#### Records:

//! Observability bootstrap.

mod tracing;

pub use tracing::init;
use std::sync::Arc;

use videoclub_core::{
    limits::messages, AppError, AppResult, MovieId, Page, Pagination,
};

use crate::movie::{Movie, MovieDraft, MovieFilter};
use crate::store::{ActiveRentals, MovieStore};

/// Catalog operations, constructed once at startup and shared by the
/// route handlers.
#[derive(Clone)]
pub struct CatalogService {
    movies: Arc<dyn MovieStore>,
    rentals: Arc<dyn ActiveRentals>,
}

impl CatalogService {
    pub fn new(movies: Arc<dyn MovieStore>, rentals: Arc<dyn ActiveRentals>) -> Self {
        Self { movies, rentals }
    }

    pub async fn list(
        &self,
        filter: MovieFilter,
        page: Page,
    ) -> AppResult<(Vec<Movie>, Pagination)> {
        let (movies, total) = self.movies.list(&filter, page).await?;
        Ok((movies, Pagination::new(page, total)))
    }

    pub async fn get(&self, id: MovieId) -> AppResult<Movie> {
        self.movies
            .get(id)
            .await?
            .ok_or_else(|| AppError::not_found(messages::MOVIE_NOT_FOUND))
    }

    pub async fn create(&self, draft: MovieDraft) -> AppResult<Movie> {
        Ok(self.movies.insert(&draft).await?)
    }

    pub async fn update(&self, id: MovieId, draft: MovieDraft) -> AppResult<Movie> {
        // Existence check first so a missing row reads as 404, not as an
        // opaque backend failure.
        self.get(id).await?;
        self.movies
            .update(id, &draft)
            .await?
            .ok_or_else(|| AppError::not_found(messages::MOVIE_NOT_FOUND))
    }

    /// Delete a movie unless it still has unreturned rentals.
    ///
    /// The rental check is a separate read; a rental created between the
    /// check and the delete slips through. Accepted: the authoritative
    /// referential guard is the external database.
    pub async fn delete(&self, id: MovieId) -> AppResult<()> {
        self.get(id).await?;
        if self.rentals.movie_has_active_rentals(id).await? {
            return Err(AppError::validation(
                "No se puede eliminar una película con alquileres activos",
            ));
        }
        self.movies.delete(id).await?;
        Ok(())
    }
}
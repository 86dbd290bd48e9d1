use chrono::{DateTime, Duration, Utc};
use serde::{Deserialize, Serialize};

use videoclub_catalog::MovieSummary;
use videoclub_core::{limits::RENTAL_PERIOD_DAYS, MovieId, RentalId, UserId};

/// A rental row as stored by the external database (`alquileres` table).
#[derive(Debug, Clone, PartialEq, Serialize, Deserialize)]
pub struct Rental {
    pub id: RentalId,
    #[serde(rename = "perfil_id")]
    pub renter_id: UserId,
    #[serde(rename = "pelicula_id")]
    pub movie_id: MovieId,
    #[serde(rename = "fecha_alquiler")]
    pub rented_at: DateTime<Utc>,
    #[serde(rename = "fecha_devolucion_prevista")]
    pub due_at: DateTime<Utc>,
    #[serde(rename = "devuelto")]
    pub returned: bool,
}

impl Rental {
    pub fn is_active(&self) -> bool {
        !self.returned
    }
}

/// Expected-return date derived from the rental timestamp.
pub fn due_date(rented_at: DateTime<Utc>) -> DateTime<Utc> {
    rented_at + Duration::days(RENTAL_PERIOD_DAYS)
}

/// A rental joined with the movie's display fields, as the renter-facing
/// queries return it. The movie is `None` when the row outlived a movie
/// that was later deleted (possible only for returned rentals).
#[derive(Debug, Clone, PartialEq, Serialize, Deserialize)]
pub struct RentalWithMovie {
    pub id: RentalId,
    #[serde(rename = "fecha_alquiler")]
    pub rented_at: DateTime<Utc>,
    #[serde(rename = "fecha_devolucion_prevista")]
    pub due_at: DateTime<Utc>,
    #[serde(rename = "devuelto")]
    pub returned: bool,
    #[serde(rename = "peliculas")]
    pub movie: Option<MovieSummary>,
}

/// The admin view additionally exposes the renter.
#[derive(Debug, Clone, PartialEq, Serialize, Deserialize)]
pub struct AdminRental {
    pub id: RentalId,
    #[serde(rename = "perfil_id")]
    pub renter_id: UserId,
    #[serde(rename = "fecha_alquiler")]
    pub rented_at: DateTime<Utc>,
    #[serde(rename = "fecha_devolucion_prevista")]
    pub due_at: DateTime<Utc>,
    #[serde(rename = "devuelto")]
    pub returned: bool,
    #[serde(rename = "peliculas")]
    pub movie: Option<MovieSummary>,
}

/// Payload assembled after a successful rental creation.
#[derive(Debug, Clone, PartialEq, Serialize)]
pub struct CreatedRental {
    #[serde(rename = "alquiler")]
    pub rental: Rental,
    #[serde(rename = "pelicula")]
    pub movie: Option<MovieSummary>,
}
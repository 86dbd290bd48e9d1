use serde::{Deserialize, Serialize};

use videoclub_core::MovieId;

/// A catalog row as stored by the external database.
///
/// Wire names follow the `peliculas` table schema; the invariant
/// `available_stock <= total_stock` is enforced by that database, this
/// layer only mirrors the shape.
#[derive(Debug, Clone, PartialEq, Serialize, Deserialize)]
pub struct Movie {
    pub id: MovieId,
    #[serde(rename = "titulo")]
    pub title: String,
    #[serde(rename = "genero")]
    pub genre: String,
    #[serde(rename = "stock_total")]
    pub total_stock: u32,
    #[serde(rename = "stock_disponible")]
    pub available_stock: u32,
    #[serde(rename = "precio_alquiler")]
    pub rental_price: f64,
    #[serde(rename = "poster_url", default, skip_serializing_if = "Option::is_none")]
    pub poster_url: Option<String>,
    #[serde(default, skip_serializing_if = "Option::is_none")]
    pub director: Option<String>,
    #[serde(rename = "anio", default, skip_serializing_if = "Option::is_none")]
    pub year: Option<i32>,
    #[serde(rename = "duracion", default, skip_serializing_if = "Option::is_none")]
    pub duration_minutes: Option<u32>,
    #[serde(rename = "descripcion", default, skip_serializing_if = "Option::is_none")]
    pub description: Option<String>,
}

impl Movie {
    pub fn summary(&self) -> MovieSummary {
        MovieSummary {
            id: self.id,
            title: self.title.clone(),
            genre: self.genre.clone(),
            rental_price: self.rental_price,
        }
    }
}

/// The display fields joined onto rental rows.
#[derive(Debug, Clone, PartialEq, Serialize, Deserialize)]
pub struct MovieSummary {
    pub id: MovieId,
    #[serde(rename = "titulo")]
    pub title: String,
    #[serde(rename = "genero")]
    pub genre: String,
    #[serde(rename = "precio_alquiler")]
    pub rental_price: f64,
}

/// A validated create/update payload (everything but the id).
#[derive(Debug, Clone, PartialEq, Serialize, Deserialize)]
pub struct MovieDraft {
    #[serde(rename = "titulo")]
    pub title: String,
    #[serde(rename = "genero")]
    pub genre: String,
    #[serde(rename = "stock_total")]
    pub total_stock: u32,
    #[serde(rename = "stock_disponible")]
    pub available_stock: u32,
    #[serde(rename = "precio_alquiler")]
    pub rental_price: f64,
    #[serde(rename = "poster_url", default, skip_serializing_if = "Option::is_none")]
    pub poster_url: Option<String>,
    #[serde(default, skip_serializing_if = "Option::is_none")]
    pub director: Option<String>,
    #[serde(rename = "anio", default, skip_serializing_if = "Option::is_none")]
    pub year: Option<i32>,
    #[serde(rename = "duracion", default, skip_serializing_if = "Option::is_none")]
    pub duration_minutes: Option<u32>,
    #[serde(rename = "descripcion", default, skip_serializing_if = "Option::is_none")]
    pub description: Option<String>,
}

impl MovieDraft {
    pub fn into_movie(self, id: MovieId) -> Movie {
        Movie {
            id,
            title: self.title,
            genre: self.genre,
            total_stock: self.total_stock,
            available_stock: self.available_stock,
            rental_price: self.rental_price,
            poster_url: self.poster_url,
            director: self.director,
            year: self.year,
            duration_minutes: self.duration_minutes,
            description: self.description,
        }
    }
}

/// Filter applied to catalog listings.
#[derive(Debug, Default, Clone, PartialEq, Eq)]
pub struct MovieFilter {
    /// Case-insensitive substring match on the genre.
    pub genre: Option<String>,
}

impl MovieFilter {
    /// Whether a genre value matches the filter (the in-memory backend's
    /// equivalent of the database's `ilike '%..%'`).
    pub fn matches(&self, genre: &str) -> bool {
        match &self.genre {
            None => true,
            Some(needle) => genre.to_lowercase().contains(&needle.to_lowercase()),
        }
    }
}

#### Task requirements:
Please return every line from the material above where the string "limits" occurs.

#### Your response:
    limits::messages, AppError, AppResult, MovieId, Page, Pagination,
use videoclub_core::{limits::RENTAL_PERIOD_DAYS, MovieId, RentalId, UserId};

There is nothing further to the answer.